What makes these feminist arguments interesting is that they do more than argue for a direct link between having a certain experience and obtaining a certain piece of knowledge (though they include such cases in their analyses too). The intervening concept is that of perspective. If social location shapes one's perspective on the world (through differential experiences) and we can only interact with the world and know it through that perspective, then the areas of knowledge for which one's social location is relevant may be very broad indeed, and may include areas of knowledge not obviously connected to the experiences of a particular social location. According to these arguments, one's perspective both shapes and sets limits on how a particularly located individual can know, at least through her own achievements. Such arguments also suggest that institutions of knowledge production that are dominated by a particular group may be influenced by the perspective of that group, without that perspective being recognized. For example, many who argue that the underrepresentation of women in science is a concern do so not simply from the belief that women should be afforded equal opportunities, but also out of a worry that the science might be shaped by a dominant masculine perspective (Addelson 1983; Keller 1985; Lloyd 1984), making the underrepresentation of women an epistemic issue as well as a justice issue.

Feminist standpoint theory has done the most to articulate the importance of perspectival differences stemming from social location.
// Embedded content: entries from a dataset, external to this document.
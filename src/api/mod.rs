mod chain;
mod health;
mod mining;
pub mod models;
mod stats;
mod tx;
mod wallet;

use actix_web::web::{self, ServiceConfig};

pub use models::AppState;

pub fn init_routes(cfg: &mut ServiceConfig) {
    cfg.service(
        web::scope("/api/v1")
            .service(health::health_check)
            .service(chain::get_chain)
            .service(chain::get_block)
            .service(chain::validate_chain)
            .service(chain::mine_block)
            .service(chain::get_difficulty)
            .service(chain::set_difficulty)
            .service(mining::get_template)
            .service(mining::submit_solution)
            .service(stats::get_stats)
            .service(tx::sign_transaction)
            .service(wallet::create_wallet),
    );
}
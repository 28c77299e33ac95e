mod api;
mod blockchain;
mod config;
mod transaction;
mod wallet;

use actix_web::{App, HttpServer, web};
use dotenvy::dotenv;
use log::info;

use api::AppState;
use config::Config;

#[actix_web::main]
async fn main() -> std::io::Result<()> {
    let _ = dotenv();
    env_logger::init();

    let config = Config::from_env();
    let (host, port) = (config.host.clone(), config.port);

    println!("⛓️ Starting blockchain API at http://{host}:{port}");

    let state = web::Data::new(AppState::new(&config));
    {
        let bc = state.blockchain.lock().expect("mutex poisoned");
        info!(
            "genesis {} ready (difficulty={}, max_attempts={}, workers={})",
            bc.last_block().hash,
            bc.difficulty(),
            config.mining.max_attempts,
            config.mining.workers
        );
    }

    let server_state = state.clone();
    HttpServer::new(move || {
        App::new()
            .app_data(server_state.clone())
            .configure(api::init_routes)
    })
    .bind((host.as_str(), port))?
    .run()
    .await?;

    // stop any search still running, then let the crypto context drop
    state.head_cancel.lock().expect("mutex poisoned").cancel();
    info!("shutting down");
    Ok(())
}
Adopted from elements of Marxist theory, feminist standpoint theory also represents one of the more thorough attempts to ground epistemology and, correspondingly, a view of knowers in a social theory. It ties social location very closely to epistemic position, arguing that social locations not only vary from an epistemological point of view, but that some social locations are more epistemically reliable than others. According to strands of Marxist materialism developed by Georg Lukács, one's social position with respect to material labor is inversely related to one's epistemic position. Society is structured primarily along the lines of two classes, the working class (proletariat) and the capitalists (the bourgeoisie) who own the means of production. As the privileged class, the capitalists have a motivation to maintain the status quo, and this interest interferes in their ability to understand the exploitation of the working class upon which their capitalist privilege depends. The working class, however, as the socially underprivileged, can achieve a richer understanding of social relations; they not only have a motivation to understand the true nature of the exploitation to which they are subject (in order to be able to end to the exploitation), but their position offers the potential for a dual vision. Since they are subject to the rules of the capitalists who wield social power, the working class has an understanding of the capitalists' view of the world. But additionally, they have an experiential understanding of their own lives as the exploited. Thus, their position as socially underprivileged affords them the possibility of an epistemic privilege stemming from this dual vision.
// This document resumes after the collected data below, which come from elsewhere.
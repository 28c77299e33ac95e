use serde::{Deserialize, Serialize};
use thiserror::Error;

use crate::blockchain::ErrorKind;
use crate::blockchain::hash::{self, Hash256};
use crate::wallet::{CryptoContext, KeyPair, WalletError, address_of};
use secp256k1::PublicKey;

/// Width of the zero-padded `from` / `to` fields in the encoding.
pub const ACCOUNT_FIELD_LEN: usize = 64;

/// Longest account identifier; one byte of the field is left for a NUL.
pub const MAX_ACCOUNT_LEN: usize = ACCOUNT_FIELD_LEN - 1;

pub const MAX_SIGNATURE_LEN: usize = 128;

/// `from[64] | to[64] | amount f64 LE | signature_len u16 LE | signature[128]`
pub const TX_ENCODED_LEN: usize = ACCOUNT_FIELD_LEN * 2 + 8 + 2 + MAX_SIGNATURE_LEN;

/// Sender id used by coinbase transactions.
pub const COINBASE_SENDER: &str = "0000000000000000000000000000000000000000";

#[derive(Debug, Error, PartialEq)]
pub enum TransactionError {
    #[error("{field} is {len} bytes long (max {max})")]
    AccountTooLong {
        field: &'static str,
        len: usize,
        max: usize,
    },

    #[error("{0} must not be empty or contain NUL bytes")]
    InvalidAccount(&'static str),

    #[error("amount must be finite and non-negative, got {0}")]
    InvalidAmount(f64),

    #[error("signature is {0} bytes long (max 128)")]
    SignatureTooLong(usize),

    #[error("coinbase transactions are created by the miner only")]
    UnexpectedCoinbase,

    #[error("sender {from} is not the address of the signing key ({address})")]
    SenderMismatch { from: String, address: String },

    #[error("missing or invalid signature")]
    BadSignature,

    #[error("wallet error: {0}")]
    Wallet(#[from] WalletError),
}

impl TransactionError {
    pub fn kind(&self) -> Option<ErrorKind> {
        match self {
            TransactionError::Wallet(e) => e.kind(),
            _ => None,
        }
    }
}

/// A transfer between two accounts. Only the block payload as a whole is
/// committed to; transactions are not hashed on their own.
#[derive(Debug, Clone, PartialEq, Serialize, Deserialize)]
pub struct Transaction {
    pub from: String,
    pub to: String,
    pub amount: f64,
    /// DER ECDSA signature over [`Transaction::sighash`].
    #[serde(with = "hex")]
    pub signature: Vec<u8>,
}

fn check_account(field: &'static str, value: &str) -> Result<(), TransactionError> {
    if value.is_empty() || value.as_bytes().contains(&0) {
        return Err(TransactionError::InvalidAccount(field));
    }
    if value.len() > MAX_ACCOUNT_LEN {
        return Err(TransactionError::AccountTooLong {
            field,
            len: value.len(),
            max: MAX_ACCOUNT_LEN,
        });
    }
    Ok(())
}

fn put_account(out: &mut Vec<u8>, value: &str) {
    let mut field = [0u8; ACCOUNT_FIELD_LEN];
    let len = value.len().min(MAX_ACCOUNT_LEN);
    field[..len].copy_from_slice(&value.as_bytes()[..len]);
    out.extend_from_slice(&field);
}

impl Transaction {
    /// Build an unsigned transaction, checking field bounds.
    pub fn new(from: &str, to: &str, amount: f64) -> Result<Self, TransactionError> {
        check_account("from", from)?;
        check_account("to", to)?;
        if !amount.is_finite() || amount < 0.0 {
            return Err(TransactionError::InvalidAmount(amount));
        }
        Ok(Self {
            from: from.to_string(),
            to: to.to_string(),
            // -0.0 and 0.0 must encode identically
            amount: if amount == 0.0 { 0.0 } else { amount },
            signature: Vec::new(),
        })
    }

    /// Reward transaction paying `amount` to `miner`.
    pub fn coinbase(miner: &str, amount: f64) -> Result<Self, TransactionError> {
        Self::new(COINBASE_SENDER, miner, amount)
    }

    pub fn is_coinbase(&self) -> bool {
        self.from == COINBASE_SENDER
    }

    /// Canonical signing payload: the encoding without the signature part.
    pub fn signing_payload(&self) -> Vec<u8> {
        let mut out = Vec::with_capacity(ACCOUNT_FIELD_LEN * 2 + 8);
        put_account(&mut out, &self.from);
        put_account(&mut out, &self.to);
        out.extend_from_slice(&self.amount.to_le_bytes());
        out
    }

    /// SHA-256 of the signing payload.
    pub fn sighash(&self) -> Hash256 {
        hash::sha256(&self.signing_payload())
    }

    /// Fixed-width encoding that goes into the block commitment.
    pub fn to_bytes(&self) -> Vec<u8> {
        let mut out = self.signing_payload();
        out.reserve(2 + MAX_SIGNATURE_LEN);
        let len = self.signature.len().min(MAX_SIGNATURE_LEN);
        out.extend_from_slice(&(len as u16).to_le_bytes());
        let mut sig = [0u8; MAX_SIGNATURE_LEN];
        sig[..len].copy_from_slice(&self.signature[..len]);
        out.extend_from_slice(&sig);
        out
    }

    pub fn sign(&mut self, ctx: &CryptoContext, keys: &KeyPair) -> Result<(), TransactionError> {
        let signature = ctx.sign(keys, self.sighash().0)?;
        if signature.len() > MAX_SIGNATURE_LEN {
            return Err(TransactionError::SignatureTooLong(signature.len()));
        }
        self.signature = signature;
        Ok(())
    }

    /// True when the signature was produced by `public` over this content.
    pub fn verify_signature(&self, ctx: &CryptoContext, public: &PublicKey) -> bool {
        if self.signature.is_empty() {
            return false;
        }
        ctx.verify(public, self.sighash().0, &self.signature)
            .unwrap_or(false)
    }

    /// Accept a user transaction only when `public` owns `from` and signed
    /// this exact content. Coinbase transactions never come from users.
    pub fn authenticate(
        &self,
        ctx: &CryptoContext,
        public: &PublicKey,
    ) -> Result<(), TransactionError> {
        if self.is_coinbase() {
            return Err(TransactionError::UnexpectedCoinbase);
        }
        let address = address_of(public);
        if address != self.from {
            return Err(TransactionError::SenderMismatch {
                from: self.from.clone(),
                address,
            });
        }
        if !self.verify_signature(ctx, public) {
            return Err(TransactionError::BadSignature);
        }
        Ok(())
    }
}

#[cfg(test)]
mod tests {
    use super::*;

    #[test]
    fn encoding_has_fixed_width() {
        let tx = Transaction::new("alice", "bob", 12.5).unwrap();
        let bytes = tx.to_bytes();
        assert_eq!(bytes.len(), TX_ENCODED_LEN);
        assert_eq!(&bytes[..5], b"alice");
        assert!(bytes[5..64].iter().all(|&b| b == 0));
        assert_eq!(&bytes[64..67], b"bob");
        assert_eq!(&bytes[128..136], &12.5f64.to_le_bytes());
        assert_eq!(&bytes[136..138], &[0, 0]);
    }

    #[test]
    fn rejects_out_of_bounds_fields() {
        let long = "x".repeat(MAX_ACCOUNT_LEN + 1);
        assert_eq!(
            Transaction::new(&long, "bob", 1.0),
            Err(TransactionError::AccountTooLong {
                field: "from",
                len: 64,
                max: 63
            })
        );
        assert!(Transaction::new(&"y".repeat(MAX_ACCOUNT_LEN), "bob", 1.0).is_ok());
        assert_eq!(
            Transaction::new("alice", "", 1.0),
            Err(TransactionError::InvalidAccount("to"))
        );
        assert_eq!(
            Transaction::new("al\0ce", "bob", 1.0),
            Err(TransactionError::InvalidAccount("from"))
        );
        assert!(matches!(
            Transaction::new("alice", "bob", -1.0),
            Err(TransactionError::InvalidAmount(_))
        ));
        assert!(Transaction::new("alice", "bob", f64::NAN).is_err());
        assert!(Transaction::new("alice", "bob", f64::INFINITY).is_err());
    }

    #[test]
    fn negative_zero_encodes_like_zero() {
        let a = Transaction::new("alice", "bob", 0.0).unwrap();
        let b = Transaction::new("alice", "bob", -0.0).unwrap();
        assert_eq!(a.to_bytes(), b.to_bytes());
    }

    #[test]
    fn coinbase_uses_zero_sender() {
        let tx = Transaction::coinbase("miner", 50.0).unwrap();
        assert!(tx.is_coinbase());
        assert_eq!(tx.from.len(), 40);
        assert!(!Transaction::new("alice", "bob", 1.0).unwrap().is_coinbase());
    }

    #[test]
    fn signature_covers_content_but_not_itself() {
        let ctx = CryptoContext::new();
        let keys = ctx.generate_keypair().unwrap();
        let mut tx = Transaction::new("alice", "bob", 3.0).unwrap();
        let before = tx.sighash();
        assert!(!tx.verify_signature(&ctx, keys.public_key()));

        tx.sign(&ctx, &keys).unwrap();
        assert_eq!(tx.sighash(), before);
        assert!(tx.verify_signature(&ctx, keys.public_key()));
        assert_eq!(
            u16::from_le_bytes([tx.to_bytes()[136], tx.to_bytes()[137]]) as usize,
            tx.signature.len()
        );

        let mut forged = tx.clone();
        forged.amount = 300.0;
        assert!(!forged.verify_signature(&ctx, keys.public_key()));

        let other = ctx.generate_keypair().unwrap();
        assert!(!tx.verify_signature(&ctx, other.public_key()));
    }

    #[test]
    fn authenticate_checks_owner_and_signature() {
        let ctx = CryptoContext::new();
        let keys = ctx.generate_keypair().unwrap();
        let mut tx = Transaction::new(&keys.address(), "bob", 2.0).unwrap();
        assert_eq!(
            tx.authenticate(&ctx, keys.public_key()),
            Err(TransactionError::BadSignature)
        );

        tx.sign(&ctx, &keys).unwrap();
        assert_eq!(tx.authenticate(&ctx, keys.public_key()), Ok(()));

        let other = ctx.generate_keypair().unwrap();
        assert!(matches!(
            tx.authenticate(&ctx, other.public_key()),
            Err(TransactionError::SenderMismatch { .. })
        ));

        let mut coinbase = Transaction::coinbase("miner", 50.0).unwrap();
        coinbase.sign(&ctx, &keys).unwrap();
        assert_eq!(
            coinbase.authenticate(&ctx, keys.public_key()),
            Err(TransactionError::UnexpectedCoinbase)
        );
    }

    #[test]
    fn wallet_primitive_failure_keeps_its_kind() {
        let err = TransactionError::from(WalletError::PrimitiveUnavailable("rng".into()));
        assert_eq!(err.kind(), Some(ErrorKind::PrimitiveUnavailable));
        assert_eq!(TransactionError::BadSignature.kind(), None);
    }

    #[test]
    fn signature_bytes_change_the_encoding() {
        let mut a = Transaction::new("alice", "bob", 1.0).unwrap();
        let plain = a.to_bytes();
        a.signature = vec![0x30, 0x00];
        let signed = a.to_bytes();
        a.signature = vec![0x30];
        assert_ne!(plain, signed);
        assert_ne!(signed, a.to_bytes());
    }

    #[test]
    fn json_uses_hex_signature() {
        let mut tx = Transaction::new("alice", "bob", 1.0).unwrap();
        tx.signature = vec![0xde, 0xad];
        let json = serde_json::to_value(&tx).unwrap();
        assert_eq!(json["signature"], "dead");
        let back: Transaction = serde_json::from_value(json).unwrap();
        assert_eq!(back, tx);
    }
}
Feminist standpoint theory draws on these ideas, but rests on a sexual division of labor rather than class divisions. Sociologist Dorothy Smith argues for the epistemic advantage women sociologists have over male sociologists in their experience of a "bifurcated consciousness", caught as they are between the conceptual world of sociology and the material world of their lives as women (1974). Nancy Hartsock's 1983 articulation of the theory argues that women's contributions to subsistence and childrearing result in a systematic difference of experience across the genders. Accordingly, the activities of women that place them in a socially underprivileged position can form the basis of a privileged epistemic standpoint, through which a deeper understanding of patriarchal institutions and ideologies can be reached (Hartsock 1983). More recently, feminist standpoint theory has developed in response to feminist theorists' recognition that gender cannot be understood in isolation from other social categories. For example, Patricia Hill Collins has put forth the idea of a black women's standpoint, identifying specific epistemic resources in black women's experience that are important to the development of black feminist thought (Collins 1990).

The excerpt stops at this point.